On the other side of this growing economic disparity, the investor class buys and sells holdings according to the logic of financial capital. If their children don’t earn admission to prestigious schools, the elite bribe their way into East and West coast schools. 

This is why QAnon functions a redemption narrative comparable to Christian religious movements. It involves faith in something deeper than facts show us and belief without clear evidence. However far-fetched, conspiracy paints a symbolic picture that explains the sense of powerlessness felt by many.

At once, “Q” offers a way to resist that oppressive force. It provides comfort by painting a world of stark good and evil in which clear heroes work to save the faithful and punish the villainous. Adherents decode and scrutinize the meaning of Q’s pronouncements like ecclesiastical priests engaged in Biblical hermeneutics. Retweeting Q or interpreting Q’s “drops” becomes an act of defiance by speaking truth to nefarious but poorly understood power in America. The congregants evangelistically hope to reveal the truth to nonbelievers and instigate a “great awakening.” 
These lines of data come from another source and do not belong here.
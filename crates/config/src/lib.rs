use std::collections::BTreeMap;
use std::env;
use std::fs;
use std::path::Path;

use anyhow::Result;
use serde::{Deserialize, Serialize};

#[derive(Debug, Clone, Serialize, Deserialize)]
#[serde(default)]
pub struct AgentConfig {
    pub name: String,
    /// Identifies a finished setup.  The daemon refuses to run cycles until
    /// this is `true`.
    pub setup_complete: bool,
    /// Personality weights (e.g. `creativity`, `friendliness`) used by the
    /// scheduler to bias scoring towards activities with matching factors.
    pub personality: BTreeMap<String, f64>,
}

impl Default for AgentConfig {
    fn default() -> Self {
        Self {
            name: "Digital Being".to_string(),
            setup_complete: true,
            personality: BTreeMap::new(),
        }
    }
}

#[derive(Debug, Clone, Serialize, Deserialize)]
#[serde(default)]
pub struct SchedulerConfig {
    /// Seconds between scheduling cycles when no follow-up was requested.
    pub tick_interval_secs: u64,
    /// Upper bound on how long the ranking service may take to break a tie.
    pub ranking_timeout_ms: u64,
    /// Staleness saturates after this many seconds since the last run.
    pub staleness_horizon_secs: u64,
    pub staleness_weight: f64,
    pub efficiency_weight: f64,
    /// Capabilities ("skills") currently available to activities.
    pub capabilities: Vec<String>,
}

impl Default for SchedulerConfig {
    fn default() -> Self {
        Self {
            tick_interval_secs: 5,
            ranking_timeout_ms: 2_000,
            staleness_horizon_secs: 86_400,
            staleness_weight: 0.6,
            efficiency_weight: 0.4,
            capabilities: vec![],
        }
    }
}

#[derive(Debug, Clone, Serialize, Deserialize)]
#[serde(default)]
pub struct StateConfig {
    /// Passive energy regeneration, in energy units per hour of wall time.
    pub energy_regen_per_hour: f64,
    /// Mood assigned when no snapshot exists yet.
    pub initial_mood: String,
}

impl Default for StateConfig {
    fn default() -> Self {
        Self {
            energy_regen_per_hour: 0.1,
            initial_mood: "neutral".to_string(),
        }
    }
}

#[derive(Debug, Clone, Serialize, Deserialize)]
#[serde(default)]
pub struct MemoryConfig {
    /// Directory holding `memory.json` and its `.bak` / `.tmp` siblings.
    pub storage_dir: String,
    /// Maximum number of records kept in the short-term buffer.  Older
    /// records are consolidated into the long-term archive, never dropped.
    pub short_term_max: usize,
}

impl Default for MemoryConfig {
    fn default() -> Self {
        Self {
            storage_dir: ".being/storage".to_string(),
            short_term_max: 100,
        }
    }
}

#[derive(Debug, Clone, Serialize, Deserialize)]
#[serde(default)]
pub struct PersistenceConfig {
    /// Attempts per flush before the daemon gives up and stops.
    pub max_attempts: u32,
    /// Delay before the first retry; doubles on every further attempt.
    pub initial_backoff_ms: u64,
    /// Start from an empty snapshot when the durable file is corrupt and no
    /// valid backup exists.  When `false` such a start-up fails instead.
    pub allow_empty_fallback: bool,
}

impl Default for PersistenceConfig {
    fn default() -> Self {
        Self {
            max_attempts: 5,
            initial_backoff_ms: 200,
            allow_empty_fallback: false,
        }
    }
}

#[derive(Debug, Clone, Serialize, Deserialize)]
#[serde(default)]
pub struct TelemetryConfig {
    pub log_level: String,
}

impl Default for TelemetryConfig {
    fn default() -> Self {
        Self {
            log_level: "info".to_string(),
        }
    }
}

/// One `[[activities]]` entry.  Validation happens when the runtime builds its
/// registry; this layer only carries the raw values.
#[derive(Debug, Clone, PartialEq, Serialize, Deserialize)]
pub struct ActivityConfig {
    pub name: String,
    #[serde(default = "default_energy_cost")]
    pub energy_cost: f64,
    #[serde(default)]
    pub cooldown_secs: f64,
    #[serde(default)]
    pub required_capabilities: Vec<String>,
    #[serde(default = "default_true")]
    pub enabled: bool,
    /// Whether a failed run still consumes its energy cost.
    #[serde(default = "default_true")]
    pub consume_on_failure: bool,
    #[serde(default)]
    pub creativity_factor: f64,
    #[serde(default)]
    pub social_factor: f64,
}

fn default_energy_cost() -> f64 {
    0.2
}

fn default_true() -> bool {
    true
}

impl ActivityConfig {
    pub fn new(name: impl Into<String>, energy_cost: f64, cooldown_secs: f64) -> Self {
        Self {
            name: name.into(),
            energy_cost,
            cooldown_secs,
            required_capabilities: vec![],
            enabled: true,
            consume_on_failure: true,
            creativity_factor: 0.0,
            social_factor: 0.0,
        }
    }
}

fn default_activities() -> Vec<ActivityConfig> {
    vec![
        ActivityConfig::new("CheckPendingMessages", 0.3, 60.0),
        ActivityConfig::new("Nap", 0.0, 1800.0),
    ]
}

#[derive(Debug, Clone, Serialize, Deserialize)]
#[serde(default)]
pub struct AppConfig {
    pub agent: AgentConfig,
    pub scheduler: SchedulerConfig,
    pub state: StateConfig,
    pub memory: MemoryConfig,
    pub persistence: PersistenceConfig,
    pub telemetry: TelemetryConfig,
    pub activities: Vec<ActivityConfig>,
}

impl Default for AppConfig {
    fn default() -> Self {
        Self {
            agent: AgentConfig::default(),
            scheduler: SchedulerConfig::default(),
            state: StateConfig::default(),
            memory: MemoryConfig::default(),
            persistence: PersistenceConfig::default(),
            telemetry: TelemetryConfig::default(),
            activities: default_activities(),
        }
    }
}

impl AppConfig {
    pub fn load_from(path: impl AsRef<Path>) -> Result<Self> {
        let mut config = Self::default();
        if let Ok(raw) = fs::read_to_string(path) {
            config = toml::from_str(&raw)?;
        }

        if let Ok(dir) = env::var("BEING_STORAGE_DIR") {
            if !dir.is_empty() {
                config.memory.storage_dir = dir;
            }
        }

        if let Ok(level) = env::var("BEING_LOG_LEVEL") {
            if !level.is_empty() {
                config.telemetry.log_level = level;
            }
        }

        Ok(config)
    }

    pub fn save_to(&self, path: impl AsRef<Path>) -> Result<()> {
        if let Some(parent) = path.as_ref().parent() {
            fs::create_dir_all(parent)?;
        }

        let rendered = toml::to_string_pretty(self)?;
        fs::write(path, rendered)?;
        Ok(())
    }

    pub fn memory_file(&self) -> std::path::PathBuf {
        Path::new(&self.memory.storage_dir).join("memory.json")
    }
}

// ── Tests ────────────────────────────────────────────────────────────────────

#[cfg(test)]
mod tests {
    use super::*;
    use std::fs;
    use tempfile::TempDir;

    #[test]
    fn defaults() {
        let cfg = AppConfig::default();
        assert_eq!(cfg.agent.name, "Digital Being");
        assert_eq!(cfg.memory.short_term_max, 100);
        assert_eq!(cfg.memory.storage_dir, ".being/storage");
        assert_eq!(cfg.scheduler.ranking_timeout_ms, 2_000);
        assert_eq!(cfg.persistence.max_attempts, 5);
        assert!(!cfg.persistence.allow_empty_fallback);
        assert!((cfg.state.energy_regen_per_hour - 0.1).abs() < f64::EPSILON);
        assert_eq!(cfg.activities.len(), 2);
    }

    #[test]
    fn load_from_missing_file_returns_defaults() {
        let dir = TempDir::new().unwrap();
        let cfg = AppConfig::load_from(dir.path().join("nonexistent.toml")).unwrap();
        assert_eq!(cfg.agent.name, "Digital Being");
        assert_eq!(cfg.telemetry.log_level, "info");
    }

    #[test]
    fn load_from_valid_toml() {
        let dir = TempDir::new().unwrap();
        let path = dir.path().join("being.toml");
        fs::write(
            &path,
            r#"
[agent]
name = "Lem"

[agent.personality]
creativity = 0.8

[scheduler]
capabilities = ["openai_chat", "web_scraping"]
ranking_timeout_ms = 500

[[activities]]
name = "fetch_news"
energy_cost = 0.3
cooldown_secs = 1800
required_capabilities = ["web_scraping"]

[[activities]]
name = "draw"
energy_cost = 0.6
cooldown_secs = 1000
enabled = false
creativity_factor = 1.5
"#,
        )
        .unwrap();

        let cfg = AppConfig::load_from(&path).unwrap();
        assert_eq!(cfg.agent.name, "Lem");
        assert_eq!(cfg.agent.personality.get("creativity"), Some(&0.8));
        assert_eq!(cfg.scheduler.capabilities, vec!["openai_chat", "web_scraping"]);
        assert_eq!(cfg.scheduler.ranking_timeout_ms, 500);
        assert_eq!(cfg.activities.len(), 2);
        assert_eq!(cfg.activities[0].required_capabilities, vec!["web_scraping"]);
        assert!(cfg.activities[0].consume_on_failure);
        assert!(!cfg.activities[1].enabled);
        assert!((cfg.activities[1].creativity_factor - 1.5).abs() < f64::EPSILON);
        // Unspecified sections keep their defaults.
        assert_eq!(cfg.memory.short_term_max, 100);
    }

    #[test]
    fn activity_entry_defaults_cost_and_flags() {
        let dir = TempDir::new().unwrap();
        let path = dir.path().join("partial.toml");
        fs::write(
            &path,
            r#"
[[activities]]
name = "Test"
"#,
        )
        .unwrap();

        let cfg = AppConfig::load_from(&path).unwrap();
        let entry = &cfg.activities[0];
        assert!((entry.energy_cost - 0.2).abs() < f64::EPSILON);
        assert_eq!(entry.cooldown_secs, 0.0);
        assert!(entry.enabled);
        assert!(entry.required_capabilities.is_empty());
    }

    #[test]
    fn load_from_invalid_toml_returns_error() {
        let dir = TempDir::new().unwrap();
        let path = dir.path().join("bad.toml");
        fs::write(&path, "this is not valid toml {{{{").unwrap();
        assert!(AppConfig::load_from(&path).is_err());
    }

    #[test]
    fn save_and_reload_roundtrip() {
        let dir = TempDir::new().unwrap();
        let path = dir.path().join("sub/being.toml");

        let mut cfg = AppConfig::default();
        cfg.agent.name = "RoundTrip".to_string();
        cfg.memory.short_term_max = 7;
        cfg.activities = vec![ActivityConfig::new("A", 0.1, 300.0)];

        cfg.save_to(&path).unwrap();
        assert!(path.exists());

        let loaded = AppConfig::load_from(&path).unwrap();
        assert_eq!(loaded.agent.name, "RoundTrip");
        assert_eq!(loaded.memory.short_term_max, 7);
        assert_eq!(loaded.activities, cfg.activities);
    }

    #[test]
    fn memory_file_lives_in_storage_dir() {
        let mut cfg = AppConfig::default();
        cfg.memory.storage_dir = "/tmp/being".to_string();
        assert_eq!(cfg.memory_file(), Path::new("/tmp/being/memory.json"));
    }

    #[test]
    fn env_storage_dir_overrides_config() {
        let dir = TempDir::new().unwrap();
        let path = dir.path().join("env.toml");
        fs::write(
            &path,
            r#"
[memory]
storage_dir = "from-file"
"#,
        )
        .unwrap();

        // SAFETY: test is single-threaded for this env var.
        unsafe { env::set_var("BEING_STORAGE_DIR", "from-env") };
        let cfg = AppConfig::load_from(&path).unwrap();
        assert_eq!(cfg.memory.storage_dir, "from-env");
        unsafe { env::remove_var("BEING_STORAGE_DIR") };
    }
}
A symbolic analysis of culture might produce more useful maps for navigating this strain of American politics, and it certainly reveals more than the quantitative approach taken by poll-obsessed news networks that treat elections like horse-races. As symbolism displaces more direct citizen engagement with matters of government, the assumptions of political journalism become less reflective of actual political processes and opinion formation in American life. 

The growing wedge between mainstream news and parts of the American public stems from these divergent epistemologies. Traditional journalism functions as a gatekeeper, filtering the non-factual out of public discourse. The growing part of the American public who engage with politics though symbolic narratives see this realist epistemology as censorship and oppression. News perpetuates a fiction that numbers are an accurate representation of reality. Journalists, true to their professional training, dismiss counterfactual political thoughts with a myopic literalism.

But the political class only shoots itself in the foot when it dismisses symbolic discourse. New York Times columnist, David Brooks, argues that “personal contact” is the way to “[reduce] the social chasm between the members of the epistemic regime and those who feel so alienated from it.” Journalists may not be able to personally reach out to the alienated, but newsrooms can certainly pay greater attention to the symbolic dimensions of political culture and better understand the reality buried in the myths that shape the “paranoid style” of American politics. 

Symbols have and will always play a role in political movements. Just look at the flags arrayed during the Capitol riots. It is uncertain, however, if 21st century journalism can develop analysis that both maintains fact-based discourse and productively accounts for the emerging centrality of symbols in political life. But a wholesale shift to symbolic public discourse threatens to unmoor democratic participation from meaningful self-governance.